(Data records)
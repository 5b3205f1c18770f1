use std::io::{self, Read, Write};

use serde::{Deserialize, Serialize};

use cueline_engine::environment::{environment_from_value, Environment, EnvironmentCatalog};
use cueline_engine::model::program_from_value;
use cueline_engine::planner::{plan, PlannerOptions};
use cueline_engine::scheduler::{run_simulated, CodeExecutor, NullExecutor, ShellExecutor};
use cueline_engine::simulate::Bottleneck;
use cueline_engine::validator::validate_document;

// ---------------------------------------------------------------------------
// Request / Response types
// ---------------------------------------------------------------------------

#[derive(Debug, Deserialize)]
#[serde(tag = "command", rename_all = "camelCase")]
enum Request {
    /// Validate a program document against the supplied environments.
    #[serde(rename_all = "camelCase")]
    Validate {
        program: serde_json::Value,
        #[serde(default)]
        environments: Vec<serde_json::Value>,
        #[serde(default)]
        strict: bool,
    },
    /// Rewrite a program to reduce resource contention.
    #[serde(rename_all = "camelCase")]
    Plan {
        program: serde_json::Value,
        #[serde(default)]
        environments: Vec<serde_json::Value>,
    },
    /// Execute a program in simulated time and report the trace.
    #[serde(rename_all = "camelCase")]
    Run {
        program: serde_json::Value,
        #[serde(default)]
        environments: Vec<serde_json::Value>,
        #[serde(default = "default_time_scale")]
        time_scale: f64,
        #[serde(default = "default_max_seconds")]
        max_seconds: f64,
        /// Run step code blocks through the shell instead of skipping them.
        #[serde(default)]
        execute_code_blocks: bool,
    },
}

fn default_time_scale() -> f64 {
    1.0
}

fn default_max_seconds() -> f64 {
    3600.0
}

#[derive(Debug, Serialize)]
struct OkResponse<T: Serialize> {
    ok: bool,
    data: T,
}

#[derive(Debug, Serialize)]
struct ErrResponse {
    ok: bool,
    error: String,
}

#[derive(Debug, Serialize)]
#[serde(rename_all = "camelCase")]
struct PlanData {
    program: serde_json::Value,
    bottlenecks: Vec<Bottleneck>,
    notes: Vec<String>,
}

// ---------------------------------------------------------------------------
// Helpers
// ---------------------------------------------------------------------------

fn build_catalog(documents: Vec<serde_json::Value>) -> Result<EnvironmentCatalog, String> {
    let mut catalog = EnvironmentCatalog::new();
    for document in documents {
        let environment = environment_from_value(document)
            .map_err(|e| format!("invalid environment document: {}", e))?;
        catalog.insert(environment);
    }
    Ok(catalog)
}

/// The environment the planner should analyze against, if the program names
/// one by id or by type.
fn planner_environment<'a>(
    catalog: &'a EnvironmentCatalog,
    environment: &Option<String>,
    environment_type: &'a Option<String>,
) -> Option<&'a Environment> {
    match (environment, environment_type) {
        (Some(id), _) => catalog.get(id),
        (None, Some(kind)) => catalog.default_for_type(kind),
        (None, None) => None,
    }
}

fn write_ok<T: Serialize>(data: T) {
    let resp = OkResponse { ok: true, data };
    let json = serde_json::to_string(&resp)
        .unwrap_or_else(|e| format!("{{\"ok\":false,\"error\":\"serialization error: {}\"}}", e));
    println!("{}", json);
    let _ = io::stdout().flush();
}

fn write_err(msg: impl std::fmt::Display) -> ! {
    let resp = ErrResponse {
        ok: false,
        error: msg.to_string(),
    };
    let json = serde_json::to_string(&resp)
        .unwrap_or_else(|_| "{\"ok\":false,\"error\":\"double serialization error\"}".to_string());
    println!("{}", json);
    let _ = io::stdout().flush();
    std::process::exit(1);
}

// ---------------------------------------------------------------------------
// Entry point
// ---------------------------------------------------------------------------

fn main() {
    tracing_subscriber::fmt()
        .with_env_filter(tracing_subscriber::EnvFilter::from_default_env())
        .with_writer(io::stderr)
        .init();

    let mut input = String::new();
    if let Err(e) = io::stdin().read_to_string(&mut input) {
        write_err(format!("Failed to read stdin: {}", e));
    }

    let request: Request = match serde_json::from_str(&input) {
        Ok(r) => r,
        Err(e) => write_err(format!("Invalid JSON input: {}", e)),
    };

    match request {
        Request::Validate {
            program,
            environments,
            strict,
        } => {
            let catalog = match build_catalog(environments) {
                Ok(c) => c,
                Err(e) => write_err(e),
            };
            let report = validate_document(&program, &catalog, strict);
            let is_valid = report.is_valid;
            write_ok(report);
            if !is_valid {
                std::process::exit(1);
            }
        }
        Request::Plan {
            program,
            environments,
        } => {
            let catalog = match build_catalog(environments) {
                Ok(c) => c,
                Err(e) => write_err(e),
            };
            let program = match program_from_value(program) {
                Ok(p) => p,
                Err(e) => write_err(format!("Invalid program document: {}", e)),
            };
            let environment =
                planner_environment(&catalog, &program.environment, &program.environment_type);
            match plan(&program, environment, PlannerOptions::default()) {
                Ok(outcome) => {
                    let planned = match serde_json::to_value(&outcome.program) {
                        Ok(v) => v,
                        Err(e) => write_err(format!("Failed to serialize plan: {}", e)),
                    };
                    write_ok(PlanData {
                        program: planned,
                        bottlenecks: outcome.bottlenecks,
                        notes: outcome.notes,
                    });
                }
                Err(e) => write_err(e),
            }
        }
        Request::Run {
            program,
            environments,
            time_scale,
            max_seconds,
            execute_code_blocks,
        } => {
            let catalog = match build_catalog(environments) {
                Ok(c) => c,
                Err(e) => write_err(e),
            };
            let program = match program_from_value(program) {
                Ok(p) => p,
                Err(e) => write_err(format!("Invalid program document: {}", e)),
            };
            let resolved = match catalog.resolve(&program) {
                Ok(r) => r,
                Err(e) => write_err(e),
            };
            let executor: Box<dyn CodeExecutor> = if execute_code_blocks {
                Box::new(ShellExecutor)
            } else {
                Box::new(NullExecutor)
            };
            let report = run_simulated(&program, &resolved, executor, time_scale, max_seconds, 0.05);
            write_ok(report);
        }
    }
}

→ **Exercise**:
Return all lines of the data in which the string "stdin" appears.

→ **Your response**:
    if let Err(e) = io::stdin().read_to_string(&mut input) {
        write_err(format!("Failed to read stdin: {}", e));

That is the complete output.